Сергей Фирсов - Николай II
Наивное убеждение? Да. Как мог старый протопресвитер воздействовать на государя, если тот не видел очевидного (точнее, не мог это очевидное реализовать в действие — остановить торжества)? К тому же в мае 1896 года рядом с государем было много представителей православного духовенства, члены Святейшего синода, прославленный отец Иоанн Кронштадтский! Что было делать монарху! Вспоминая состоявшийся вечером 18 мая 1896 года бал во французском посольстве, Б. А. Энгельгардт писал, что «глядя на лицо государя, видно было, насколько он угнетен случившимся. Вечером на балу… всем бросился в глаза напряженный разговор государя с великим князем Сергеем Александровичем, который, в качестве генерал-губернатора Москвы, являлся ответственным за все происшедшее». Бал был великолепен, «танцы сменялись танцами, между прочим, одна кадриль была составлена почти исключительно из членов различных царствующих домов в Европе. Роскошные букеты живых цветов приносили корзинами, кроме того дамам раздавали красивые веера — все казалось прекрасно, но какой-то незримый гнет, какая-то тревога чувствовалась в залах, мешая нарядной толпе беззаботно отдаться веселью». Начальник французского Генерального штаба генерал Р. Ш. Буадефр решил обратиться к царю со словами сочувствия и напомнил, что несчастные случаи бывают везде — «„например, у нас во Франции во время коронации Людовика XVI…“ Он не кончил… Он почувствовал полярный холод вокруг, и конец фразы застыл у него на языке» — так описывал эту историю парижский журналист П. д'Альгейм. А два дня спустя великий князь Владимир Александрович устроил для приехавших на коронацию гостей, военных атташе, чинов посольств голубиную стрельбу в тире, находившемся в ста шагах от кладбища, где хоронили жертв Ходынки. «И в то время, когда весь народ плакал, — писал французский журналист, — мимо проехал пестрый кортеж старой Европы, Европы надушенной, разлагающейся, отживающей, Европы дворов и главных штабов. И скоро затрещали выстрелы».

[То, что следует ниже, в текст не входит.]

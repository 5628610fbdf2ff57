//! Byte-size and duration helpers shared by both downloader adapters.
//!
//! SABnzbd reports megabytes as fractional strings and speeds as
//! `"<number> <K|M|G>"`; NZBGet reports plain megabyte counts and byte
//! rates. Everything is normalized through these functions so the two
//! backends produce one display representation.

/// Sentinel rendered when a remaining time cannot be computed
/// (zero speed, empty queue).
pub const INFINITY: &str = "∞";

pub const KILOBYTE: u64 = 1024;
pub const MEGABYTE: u64 = 1024 * 1024;
pub const GIGABYTE: u64 = 1024 * 1024 * 1024;

const SUFFIXES: [&str; 5] = ["B", "kB", "MB", "GB", "TB"];

/// Formats a byte count as a human string with up to two decimals,
/// trailing zeros trimmed: `1536 -> "1.5 kB"`, `1024 -> "1 kB"`.
pub fn human_size(bytes: u64) -> String {
    let mut value = bytes as f64;
    let mut idx = 0;
    while value >= 1024.0 && idx < SUFFIXES.len() - 1 {
        value /= 1024.0;
        idx += 1;
    }
    let text = format!("{:.2}", value);
    let text = text.trim_end_matches('0').trim_end_matches('.');
    format!("{} {}", text, SUFFIXES[idx])
}

/// Formats a duration in seconds as `h:mm:ss` (or `m:ss` under an hour).
pub fn human_seconds(total: u64) -> String {
    let hours = total / 3600;
    let minutes = (total % 3600) / 60;
    let seconds = total % 60;
    if hours > 0 {
        format!("{}:{:02}:{:02}", hours, minutes, seconds)
    } else {
        format!("{}:{:02}", minutes, seconds)
    }
}

/// Parses a SABnzbd composite speed string of the form `"<number> <unit>"`
/// (units `K`/`M`/`G`, case-insensitive) into a byte count.
///
/// Bare numbers pass through as bytes; anything unparseable yields 0.
pub fn parse_speed(text: &str) -> u64 {
    let trimmed = text.trim();
    if trimmed.is_empty() {
        return 0;
    }
    let (number, unit) = match trimmed.find(|c: char| !c.is_ascii_digit() && c != '.') {
        Some(pos) => (&trimmed[..pos], trimmed[pos..].trim()),
        None => (trimmed, ""),
    };
    let value: f64 = match number.trim().parse() {
        Ok(v) => v,
        Err(_) => return 0,
    };
    let multiplier = match unit.to_ascii_uppercase().as_str() {
        "K" => KILOBYTE,
        "M" => MEGABYTE,
        "G" => GIGABYTE,
        _ => 1,
    };
    (value * multiplier as f64).floor() as u64
}

/// Floor-converts a fractional megabyte count to bytes.
/// Negative inputs clamp to 0.
pub fn mb_to_bytes(mb: f64) -> u64 {
    if mb <= 0.0 {
        return 0;
    }
    (mb * MEGABYTE as f64).floor() as u64
}
use std::hint::black_box;

use criterion::{Criterion, criterion_group, criterion_main};
use ts_audio::{FrequencyClusterer, SpectrumTransformer, ToneSource, TrialAggregator};

fn bench_transform(c: &mut Criterion) {
    let rec = ToneSource::harmonic(220.0, 12).render(10, 48_000);
    let mut fft = SpectrumTransformer::new();
    c.bench_function("transform 10s @ 48kHz", |b| {
        b.iter(|| fft.transform(black_box(&rec)));
    });
}

fn bench_cluster(c: &mut Criterion) {
    let rec = ToneSource::harmonic(220.0, 12).render(10, 48_000);
    let spectrum = SpectrumTransformer::new()
        .transform(&rec)
        .unwrap_or_default();
    let clusterer = FrequencyClusterer::default();
    c.bench_function("cluster 240k bins", |b| {
        b.iter(|| clusterer.cluster(black_box(&spectrum)));
    });
}

fn bench_trial(c: &mut Criterion) {
    let rec = ToneSource::harmonic(330.0, 8).render(2, 48_000);
    let mut fft = SpectrumTransformer::new();
    let clusterer = FrequencyClusterer::default();
    let mut aggregator = TrialAggregator::default();
    c.bench_function("full trial 2s @ 48kHz", |b| {
        b.iter(|| {
            let Ok(spectrum) = fft.transform(black_box(&rec)) else {
                return;
            };
            if let Ok(clusters) = clusterer.cluster(&spectrum) {
                let _ = aggregator.accumulate(&clusters);
            }
        });
    });
}

criterion_group!(benches, bench_transform, bench_cluster, bench_trial);
criterion_main!(benches);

А. В. Богданович записала в своем дневнике 5 июня 1896 года, что когда царь ехал к германскому послу Г. Радолину (на «музыкальное собрание» и спектакль), «народ ему кричал, что не на обеды он должен ездить, а „поезжай на похороны“. Возгласы „разыщи виновных“ многократно раздавались из толпы при проезде царя. Народ, видимо, озлоблен». Да, коронационные торжества Русского двора продолжились, точно Ходынки и не было, но стоит напомнить, что среди простого народа были и такие, кто завидовали родственникам погибших, получивших за смерть близких денежную компенсацию. Горе не всегда объединяет.

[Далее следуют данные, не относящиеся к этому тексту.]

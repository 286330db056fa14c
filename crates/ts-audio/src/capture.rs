use std::time::{Duration, Instant};

use anyhow::{Context, Result};
use cpal::traits::{DeviceTrait, HostTrait, StreamTrait};
use rtrb::{Consumer, RingBuffer};
use ts_core::model::Recording;
use ts_core::request::CaptureRequest;
use ts_core::traits::AudioSource;

use crate::error::AudioError;

/// Extra time granted to the device beyond the requested duration.
const CAPTURE_GRACE: Duration = Duration::from_secs(2);
/// Polling interval while waiting for samples.
const POLL_INTERVAL: Duration = Duration::from_millis(10);

/// Blocking microphone capture via cpal.
///
/// A fresh input stream is opened for every trial; the cpal callback
/// downmixes to mono and pushes into a lock-free ring buffer sized for the
/// whole capture. The stream is dropped before `capture` returns.
///
/// # Example
/// ```no_run
/// use ts_audio::capture::MicrophoneSource;
/// use ts_core::request::CaptureRequest;
/// use ts_core::traits::AudioSource;
///
/// let mut mic = MicrophoneSource::new(None);
/// let rec = mic.capture(&CaptureRequest::new(2.0, 48_000.0).unwrap()).unwrap();
/// ```
#[derive(Clone, Debug, Default)]
pub struct MicrophoneSource {
    device_name: Option<String>,
}

impl MicrophoneSource {
    /// `device_name = None` selects the host's default input device.
    #[must_use]
    pub fn new(device_name: Option<String>) -> Self {
        Self { device_name }
    }

    fn open_device(&self) -> Result<cpal::Device> {
        let host = cpal::default_host();
        match &self.device_name {
            None => host
                .default_input_device()
                .ok_or_else(|| AudioError::NoInputDevice.into()),
            Some(wanted) => host
                .input_devices()
                .context("Énumération des périphériques impossible")?
                .find(|d| d.name().is_ok_and(|n| &n == wanted))
                .ok_or_else(|| AudioError::DeviceNotFound(wanted.clone()).into()),
        }
    }
}

impl AudioSource for MicrophoneSource {
    fn capture(&mut self, request: &CaptureRequest) -> Result<Recording> {
        let needed = request.sample_count();
        if needed == 0 {
            return Ok(Recording::new(
                Vec::new(),
                request.duration_secs(),
                request.sample_rate_hz(),
            ));
        }

        let device = self.open_device()?;
        let default_config = device
            .default_input_config()
            .map_err(|e| AudioError::UnsupportedFormat(e.to_string()))?;
        let channels = usize::from(default_config.channels().max(1));
        let config = cpal::StreamConfig {
            channels: default_config.channels(),
            sample_rate: cpal::SampleRate(request.sample_rate_hz()),
            buffer_size: cpal::BufferSize::Default,
        };

        let (mut producer, consumer) = RingBuffer::new(needed);

        let stream = device
            .build_input_stream(
                &config,
                move |data: &[f32], _: &cpal::InputCallbackInfo| {
                    for chunk in data.chunks(channels) {
                        let mono: f32 = chunk.iter().sum::<f32>() / chunk.len() as f32;
                        if producer.push(mono).is_err() {
                            break;
                        }
                    }
                },
                |err| {
                    log::error!("Audio stream error: {err}");
                },
                None,
            )
            .map_err(|e| AudioError::StreamError(e.to_string()))?;

        log::info!(
            "Enregistrement {} s @ {} Hz ({} canaux)",
            request.duration_secs(),
            request.sample_rate_hz(),
            channels
        );
        stream
            .play()
            .map_err(|e| AudioError::StreamError(e.to_string()))?;

        let deadline = Instant::now()
            + Duration::from_secs(u64::from(request.duration_secs()))
            + CAPTURE_GRACE;
        let samples = collect(consumer, needed, deadline);
        drop(stream);

        let samples = samples?;
        Ok(Recording::new(
            samples,
            request.duration_secs(),
            request.sample_rate_hz(),
        ))
    }

    fn name(&self) -> &'static str {
        "microphone"
    }
}

/// Drain `consumer` until `needed` samples arrived or `deadline` passes.
fn collect(mut consumer: Consumer<f32>, needed: usize, deadline: Instant) -> Result<Vec<f32>> {
    let mut samples = Vec::with_capacity(needed);
    while samples.len() < needed {
        let mut drained = false;
        while samples.len() < needed {
            let Ok(sample) = consumer.pop() else { break };
            samples.push(sample);
            drained = true;
        }
        if samples.len() >= needed {
            break;
        }
        if Instant::now() >= deadline {
            return Err(AudioError::StreamError(format!(
                "capture incomplète : {}/{} échantillons",
                samples.len(),
                needed
            ))
            .into());
        }
        if !drained {
            std::thread::sleep(POLL_INTERVAL);
        }
    }
    Ok(samples)
}

/// Names of the input devices of the default host.
///
/// # Errors
/// Returns an error if the host cannot enumerate its devices.
pub fn list_input_devices() -> Result<Vec<String>> {
    let host = cpal::default_host();
    let devices = host
        .input_devices()
        .context("Énumération des périphériques impossible")?;
    Ok(devices.filter_map(|d| d.name().ok()).collect())
}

Для царя же горе вновь оказалось соединено с радостью (как ранее — смерть отца и женитьба на любимой). Это отразилось и в записях его дневника. «В 2 ч. Аликс и я поехали в Старо-Екатерининскую больницу, где обошли все бараки и палатки, в которых лежали несчастные пострадавшие вчера. Уехали прямо в Александрию, где хорошо погуляли. Выпив там чаю, вернулись назад. В 7 ч. начался банкет сословным представителям в Александров[ском] зале». Кроме того, в тот же день в церкви Кремлевского дворца в присутствии царской четы и великих князей была совершена заупокойная лития по погибшим на Ходынском поле. Калейдоскоп настроений, эмоций, событий! Есть от чего прийти в замешательство. 20 мая после семейного завтрака в Николаевском дворце царь с царицей вновь отправились навестить раненых на Ходынском поле (на сей раз — в Мариинскую больницу), вместе с ними — Сергей Александрович и Елизавета Федоровна. А вечером того же дня императорская чета развлекалась на генерал-губернаторском балу — на балу у того, кого общественное мнение считало одним из виновников Ходынки!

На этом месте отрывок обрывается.